6.


 朝食は、とても凝ったものを作れるような心境ではなかったので、トースターを焼き、レタスときゅうりのサラダ、粉末状のコーンスープをお湯で溶かしただけのものを用意した。


「いただきまーす」


 うららは元気良く手を合わせて、早速トースターに噛り付いた。


 俺も「いただきます」とトースターを持ったが、視線は自然とうららの方を見ていた。

 白い肌に頬は赤く染まり、癖のない黒のおかっぱに、釣り目の俺とは対照的な丸くて大きな黒い瞳、短めのズボンに素足、どこをどう見ても、人間の女の子だった。

 少し変わった点と言ったら、夏なのに黒のポンチョを着ている点だろう。それも、以前まで被っていた布のように薄手のもので、首元には嘴の名残のような黄色い模様がついている。


「おとうさん? どうしたの?」


 今まで、口を動かしながらも目はずっとテレビを見ていたうららが、ふとこちらの方に顔を向けて、首を傾げた。


「いや、なんでもない」


 そう答えて、うららから朝食へと目線を写した。

 しかし、頭の中ではずっとうららの事を考えていた。


 うららは昨日までの姿とは、全くの別人のようで、未だ戸惑いの方が強い。

 シィエーヴの手紙の説明から、俺はてっきりうららは少しずつ人間に近付いていくのかと思っていた。例えば、段々と布の裾が短くなるとか、手が見えてくるとか、喋れるようになるとか。
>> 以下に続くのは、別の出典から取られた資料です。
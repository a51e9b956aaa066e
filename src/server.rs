//! DNS server setup and lifecycle management.

use hickory_server::ServerFuture;
use std::sync::Arc;
use std::time::Duration;
use tokio::net::{TcpListener, UdpSocket};
use tokio::task::JoinHandle;
use tokio_util::sync::CancellationToken;
use tracing::{debug, error, info};

use crate::config::EdgeConfig;
use crate::engine::{EdgeEngine, Forwarder};
use crate::error::EdgeError;
use crate::handler::EdgeHandler;
use crate::metrics;
use crate::proxy::{Proxy, ProxyOptions, TlsSettings};
use crate::push::{self, PushState};
use crate::table::{LocalServices, ServiceTable};

/// TCP session timeout for the client-facing listener.
const TCP_TIMEOUT: Duration = Duration::from_secs(30);

/// Interval for emitting state metrics.
const METRICS_INTERVAL: Duration = Duration::from_secs(10);

/// Periodically emit table, local-set, and proxy gauges.
async fn metrics_loop(
    table: ServiceTable,
    local: LocalServices,
    proxies: Vec<Arc<Proxy>>,
    shutdown: CancellationToken,
) {
    let mut interval = tokio::time::interval(METRICS_INTERVAL);

    loop {
        tokio::select! {
            _ = interval.tick() => {
                table.emit_metrics();
                metrics::record_local_services(local.len());
                for proxy in &proxies {
                    metrics::record_proxy_fails(&proxy.addr().to_string(), proxy.fails());
                }
                debug!(
                    services = table.services_count(),
                    sites = table.sites_count(),
                    local = local.len(),
                    "emitted state metrics"
                );
            }
            _ = shutdown.cancelled() => {
                debug!("metrics loop shutting down");
                return;
            }
        }
    }
}

/// Geo-aware edge DNS server.
pub struct EdgeServer {
    config: EdgeConfig,
    table: ServiceTable,
    local: LocalServices,
    forwarder: Forwarder,
}

impl EdgeServer {
    /// Create a new server with the given configuration.
    pub fn new(config: EdgeConfig) -> Self {
        Self {
            config,
            table: ServiceTable::new(),
            local: LocalServices::new(),
            forwarder: Forwarder::new(),
        }
    }

    /// The service table, for the synchronizer and tests.
    pub fn table(&self) -> &ServiceTable {
        &self.table
    }

    /// The local service set, for the cluster watcher.
    pub fn local_services(&self) -> &LocalServices {
        &self.local
    }

    /// A forward helper handle for co-located components. Usable once the
    /// server is running; earlier calls report the engine as missing.
    pub fn forwarder(&self) -> Forwarder {
        self.forwarder.clone()
    }

    /// Run the server until `shutdown` is cancelled.
    pub async fn run(self, shutdown: CancellationToken) -> Result<(), EdgeError> {
        info!(
            listen_addr = %self.config.listen_addr,
            base_domain = %self.config.normalized_base_domain(),
            upstreams = self.config.upstreams.len(),
            policy = ?self.config.policy,
            "Starting meridian-dns server"
        );

        let proxies = self.build_proxies()?;
        // max_fails 0 means probe-disabled mode; the pool reaper runs
        // either way.
        let probe_interval = (self.config.max_fails != 0)
            .then(|| Duration::from_millis(self.config.health_interval_ms));
        for proxy in &proxies {
            Arc::clone(proxy).start(probe_interval);
        }

        let engine = Arc::new(EdgeEngine::new(
            &self.config,
            self.table.clone(),
            self.local.clone(),
            proxies.clone(),
        )?);
        self.forwarder.bind(Arc::clone(&engine));

        // Table push endpoint for downstream edge sites.
        let push_handle = match self.config.push_addr {
            Some(addr) => Some(spawn_push_server(addr, self.push_state(), shutdown.clone()).await?),
            None => None,
        };

        let mut server = ServerFuture::new(EdgeHandler::new(engine));

        let udp_socket = UdpSocket::bind(self.config.listen_addr).await?;
        info!(addr = %self.config.listen_addr, "DNS UDP listening");
        server.register_socket(udp_socket);

        let tcp_listener = TcpListener::bind(self.config.listen_addr).await?;
        info!(addr = %self.config.listen_addr, "DNS TCP listening");
        server.register_listener(tcp_listener, TCP_TIMEOUT);

        let metrics_handle = tokio::spawn(metrics_loop(
            self.table.clone(),
            self.local.clone(),
            proxies.clone(),
            shutdown.clone(),
        ));

        info!("DNS server ready to serve queries");

        tokio::select! {
            _ = shutdown.cancelled() => {
                info!("DNS server shutdown requested");
            }
            result = server.block_until_done() => {
                if let Err(e) = result {
                    error!("DNS server error: {}", e);
                }
            }
        }

        // Stop probe loops and drain pools; in-flight requests finish under
        // their own deadlines.
        for proxy in &proxies {
            proxy.stop();
        }

        let _ = metrics_handle.await;
        if let Some(handle) = push_handle {
            let _ = handle.await;
        }

        info!("DNS server stopped");
        Ok(())
    }

    fn build_proxies(&self) -> Result<Vec<Arc<Proxy>>, EdgeError> {
        let upstreams = self.config.parse_upstreams()?;
        if upstreams.is_empty() {
            return Ok(Vec::new());
        }

        let opts = ProxyOptions {
            timeout: Duration::from_secs(self.config.timeout),
            dial_timeout: Duration::from_secs(self.config.dial_timeout),
            expire: Duration::from_secs(self.config.expire),
        };

        let mut proxies = Vec::with_capacity(upstreams.len());
        for upstream in upstreams {
            let tls = if upstream.tls {
                let server_name = self
                    .config
                    .tls_servername
                    .clone()
                    .unwrap_or_else(|| upstream.addr.ip().to_string());
                Some(TlsSettings::new(self.config.tls.as_ref(), &server_name)?)
            } else {
                None
            };
            proxies.push(Proxy::new(upstream.addr, tls, opts));
        }
        Ok(proxies)
    }

    fn push_state(&self) -> PushState {
        PushState {
            table: self.table.clone(),
            service_debug: self.config.service_debug,
        }
    }
}

async fn spawn_push_server(
    addr: std::net::SocketAddr,
    state: PushState,
    shutdown: CancellationToken,
) -> Result<JoinHandle<()>, EdgeError> {
    let listener = TcpListener::bind(addr).await?;
    info!(%addr, "table push endpoint listening");
    let app = push::router(state);

    Ok(tokio::spawn(async move {
        let serve = axum::serve(listener, app)
            .with_graceful_shutdown(async move { shutdown.cancelled().await });
        if let Err(e) = serve.await {
            error!("push endpoint error: {}", e);
        }
    }))
}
 それが今朝起きてみると、こうなっているとは、誰が予想できただろうか。正直心の準備は、全くできていなかった。

 しかし、こうしてうららの笑顔を見れたり、声を聴けたりすると、不思議とこれで良かったんじゃないかと思えてくる。


 ただ、これですべてが終わったという訳ではない。


「ねえ、おとうさん」

「どうした?」


 見ていた教育番組が、EDに変わったタイミングで、うららがこちらに話し掛けてきた。


「きょうはおとうさん、おやすみだよね?」

「ああ、そうだけど」

「どこかにおでかけしようよ!」

「……」


 うららの明るい声に、俺は何と答えればいいのかが分からなかった。

 彼女が魔法生物だった頃は、様々な場所へ連れていきたいと素直に思っていたが、流石に今日は難しい。

 それはまだ、シィエーヴから送られた「世間の認識を変える魔法道具」を使っていなかったからだ。


 この状況でうららと外に出たら、顔見知りの団地住民たちは驚いてしまうだろう。この子が一体何者か質問攻めにされるのが想像できる。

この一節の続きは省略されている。